* _ENTRIES SHOWN_

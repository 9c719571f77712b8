//! The download waterfall (stage P3).
//!
//! Candidates are tried strictly in ranked order; the first validated PDF
//! wins and every attempt is recorded so the caller can persist a complete
//! "tried N sources" history. Waterfalls are serial by construction; a
//! global semaphore bounds how many publications download concurrently.

use std::path::{Path, PathBuf};
use std::sync::Arc;
use std::time::Duration;

use chrono::{DateTime, Utc};
use rand::Rng;
use serde::{Deserialize, Serialize};
use tokio::io::AsyncWriteExt;
use tokio::sync::Semaphore;
use tracing::{debug, info, instrument, warn};

use crate::classify::{self, UrlType};
use crate::fulltext::PmcBlocklist;
use crate::logfmt::{self, Status};
use crate::source::UrlCandidate;
use crate::util::sha256_hex;

use super::client::{FetchedPdf, PdfFetcher};
use super::error::DownloadError;
use super::landing::extract_pdf_url;

/// Terminal status of one waterfall attempt.
#[derive(Debug, Clone, Copy, PartialEq, Eq, Serialize, Deserialize)]
#[serde(rename_all = "snake_case")]
pub enum AttemptStatus {
    Success,
    Failed,
    Skipped,
    Paywalled,
}

impl AttemptStatus {
    /// Database string representation.
    #[must_use]
    pub fn as_str(self) -> &'static str {
        match self {
            Self::Success => "success",
            Self::Failed => "failed",
            Self::Skipped => "skipped",
            Self::Paywalled => "paywalled",
        }
    }
}

impl std::str::FromStr for AttemptStatus {
    type Err = String;

    fn from_str(s: &str) -> Result<Self, Self::Err> {
        match s {
            "success" => Ok(Self::Success),
            "failed" => Ok(Self::Failed),
            "skipped" => Ok(Self::Skipped),
            "paywalled" => Ok(Self::Paywalled),
            _ => Err(format!("invalid attempt status: {s}")),
        }
    }
}

/// One recorded waterfall attempt.
#[derive(Debug, Clone, Serialize, Deserialize)]
pub struct AttemptRecord {
    pub url: String,
    pub source: String,
    pub status: AttemptStatus,
    pub http_status: Option<u16>,
    pub error: Option<String>,
    pub attempted_at: DateTime<Utc>,
}

/// Outcome of a full waterfall run for one publication.
#[derive(Debug, Clone)]
pub struct DownloadResult {
    pub success: bool,
    pub file_path: Option<PathBuf>,
    pub sha256: Option<String>,
    pub file_size: Option<u64>,
    /// Source of the winning candidate.
    pub source: Option<String>,
    /// Every attempt, in execution order.
    pub attempts: Vec<AttemptRecord>,
}

impl DownloadResult {
    fn failed(attempts: Vec<AttemptRecord>) -> Self {
        Self {
            success: false,
            file_path: None,
            sha256: None,
            file_size: None,
            source: None,
            attempts,
        }
    }
}

/// The P3 manager.
pub struct DownloadManager {
    fetcher: PdfFetcher,
    semaphore: Arc<Semaphore>,
    pmc_blocklist: Arc<PmcBlocklist>,
    institutional_enabled: bool,
}

impl DownloadManager {
    /// Creates a manager with the given download bound.
    #[must_use]
    pub fn new(
        fetcher: PdfFetcher,
        semaphore: Arc<Semaphore>,
        pmc_blocklist: Arc<PmcBlocklist>,
        institutional_enabled: bool,
    ) -> Self {
        Self {
            fetcher,
            semaphore,
            pmc_blocklist,
            institutional_enabled,
        }
    }

    /// The shared semaphore, for callers coordinating multiple datasets.
    #[must_use]
    pub fn semaphore(&self) -> Arc<Semaphore> {
        Arc::clone(&self.semaphore)
    }

    /// Runs the waterfall for one publication.
    ///
    /// Writes the first validated PDF to `dest` and stops. Candidates are
    /// tried in the order given; auth-gated candidates are skipped unless
    /// institutional mode is on.
    #[instrument(skip(self, candidates), fields(dest = %dest.display(), candidates = candidates.len()))]
    pub async fn download(&self, candidates: &[UrlCandidate], dest: &Path) -> DownloadResult {
        let Ok(_permit) = self.semaphore.acquire().await else {
            // Semaphore closure only happens at shutdown.
            return DownloadResult::failed(Vec::new());
        };

        let mut attempts = Vec::new();

        for candidate in candidates {
            if candidate.requires_auth && !self.institutional_enabled {
                attempts.push(AttemptRecord {
                    url: candidate.url.clone(),
                    source: candidate.source.clone(),
                    status: AttemptStatus::Skipped,
                    http_status: None,
                    error: Some("requires institutional access".to_string()),
                    attempted_at: Utc::now(),
                });
                logfmt::log_event(
                    Status::Skip,
                    &candidate.source,
                    "candidate requires auth",
                    &[("url", &candidate.url)],
                );
                continue;
            }

            match self.try_candidate(candidate).await {
                Ok(pdf) => {
                    let sha256 = sha256_hex(&pdf.bytes);
                    let size = pdf.bytes.len() as u64;
                    if let Err(error) = write_pdf(dest, &pdf.bytes).await {
                        warn!(dest = %dest.display(), error = %error, "failed to persist validated PDF");
                        attempts.push(AttemptRecord {
                            url: candidate.url.clone(),
                            source: candidate.source.clone(),
                            status: AttemptStatus::Failed,
                            http_status: None,
                            error: Some(error.to_string()),
                            attempted_at: Utc::now(),
                        });
                        continue;
                    }

                    attempts.push(AttemptRecord {
                        url: candidate.url.clone(),
                        source: candidate.source.clone(),
                        status: AttemptStatus::Success,
                        http_status: Some(200),
                        error: None,
                        attempted_at: Utc::now(),
                    });
                    logfmt::log_event(
                        Status::Ok,
                        &candidate.source,
                        "PDF downloaded",
                        &[("bytes", &size.to_string()), ("sha256", &sha256[..12])],
                    );
                    info!(dest = %dest.display(), size, "waterfall succeeded");

                    return DownloadResult {
                        success: true,
                        file_path: Some(dest.to_path_buf()),
                        sha256: Some(sha256),
                        file_size: Some(size),
                        source: Some(candidate.source.clone()),
                        attempts,
                    };
                }
                Err(error) => {
                    let status = classify_attempt_failure(&error);
                    if error.status() == Some(403) && classify::is_pmc_host(&candidate.url) {
                        self.pmc_blocklist.record_block();
                    }
                    logfmt::log_event(
                        Status::Fail,
                        &candidate.source,
                        "candidate failed",
                        &[("url", &candidate.url), ("reason", &error.to_string())],
                    );
                    attempts.push(AttemptRecord {
                        url: candidate.url.clone(),
                        source: candidate.source.clone(),
                        status,
                        http_status: error.status(),
                        error: Some(error.to_string()),
                        attempted_at: Utc::now(),
                    });
                }
            }
        }

        logfmt::log_event(
            Status::Fail,
            "download",
            "waterfall exhausted",
            &[("attempts", &attempts.len().to_string())],
        );
        DownloadResult::failed(attempts)
    }

    /// Attempts one candidate, retrying once on a transient failure.
    async fn try_candidate(&self, candidate: &UrlCandidate) -> Result<FetchedPdf, DownloadError> {
        let mut attempt = 0u32;
        loop {
            attempt += 1;
            let error = match self.fetch_by_type(candidate).await {
                Ok(pdf) => return Ok(pdf),
                Err(error) => error,
            };

            if attempt == 1 && error.is_transient() {
                let jitter_ms = rand::thread_rng().gen_range(1000..=2000);
                debug!(url = %candidate.url, jitter_ms, "retrying transient download failure");
                tokio::time::sleep(Duration::from_millis(jitter_ms)).await;
                continue;
            }
            return Err(error);
        }
    }

    /// Dispatches on the candidate's classified type.
    async fn fetch_by_type(&self, candidate: &UrlCandidate) -> Result<FetchedPdf, DownloadError> {
        match candidate.url_type {
            UrlType::DirectPdf => match self.fetcher.fetch_pdf(&candidate.url).await {
                Ok(pdf) => Ok(pdf),
                // An HTML body behind a direct-pdf URL usually means an
                // interstitial page; demote to landing extraction.
                Err(DownloadError::Validation { .. }) => {
                    self.fetch_via_landing(&candidate.url).await
                }
                Err(error) => Err(error),
            },
            UrlType::LandingPage | UrlType::HtmlFulltext | UrlType::DoiResolver | UrlType::Unknown => {
                self.fetch_via_landing(&candidate.url).await
            }
        }
    }

    /// Fetches a page, extracts its PDF link, and fetches that.
    ///
    /// DOI-resolver hops land here too: redirects are followed by the
    /// fetcher and extraction runs against the final URL.
    async fn fetch_via_landing(&self, url: &str) -> Result<FetchedPdf, DownloadError> {
        let page = self.fetcher.fetch_html(url).await?;
        let pdf_url = extract_pdf_url(&page.body, &page.final_url)
            .ok_or_else(|| DownloadError::NoPdfLink { url: url.to_string() })?;
        debug!(landing = url, pdf_url, "landing page yielded PDF link");
        self.fetcher.fetch_pdf(&pdf_url).await
    }
}

/// Maps a candidate failure onto its attempt status.
fn classify_attempt_failure(error: &DownloadError) -> AttemptStatus {
    if error.is_access_denied() {
        AttemptStatus::Paywalled
    } else {
        AttemptStatus::Failed
    }
}

/// Writes PDF bytes to `dest`, creating parent directories.
async fn write_pdf(dest: &Path, bytes: &[u8]) -> Result<(), DownloadError> {
    if let Some(parent) = dest.parent() {
        tokio::fs::create_dir_all(parent)
            .await
            .map_err(|e| DownloadError::io(parent, e))?;
    }
    let mut file = tokio::fs::File::create(dest)
        .await
        .map_err(|e| DownloadError::io(dest, e))?;
    file.write_all(bytes)
        .await
        .map_err(|e| DownloadError::io(dest, e))?;
    file.flush().await.map_err(|e| DownloadError::io(dest, e))?;
    Ok(())
}

#[cfg(test)]
#[allow(clippy::unwrap_used)]
mod tests {
    use super::*;

    #[test]
    fn test_attempt_status_round_trip() {
        for status in [
            AttemptStatus::Success,
            AttemptStatus::Failed,
            AttemptStatus::Skipped,
            AttemptStatus::Paywalled,
        ] {
            assert_eq!(status.as_str().parse::<AttemptStatus>(), Ok(status));
        }
    }

    #[test]
    fn test_classify_attempt_failure() {
        assert_eq!(
            classify_attempt_failure(&DownloadError::http_status("u", 403, None)),
            AttemptStatus::Paywalled
        );
        assert_eq!(
            classify_attempt_failure(&DownloadError::http_status("u", 404, None)),
            AttemptStatus::Failed
        );
        assert_eq!(
            classify_attempt_failure(&DownloadError::timeout("u")),
            AttemptStatus::Failed
        );
    }

    #[tokio::test]
    async fn test_write_pdf_creates_parents() {
        let dir = tempfile::tempdir().unwrap();
        let dest = dir.path().join("GSE1/original/pmid-1.pdf");
        write_pdf(&dest, b"%PDF-1.7 test").await.unwrap();
        assert_eq!(tokio::fs::read(&dest).await.unwrap(), b"%PDF-1.7 test");
    }
}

* _ACTION ITEM_
State the number of lines in the entries above that contain the word "serde", and nothing more.

* _REPLY_
2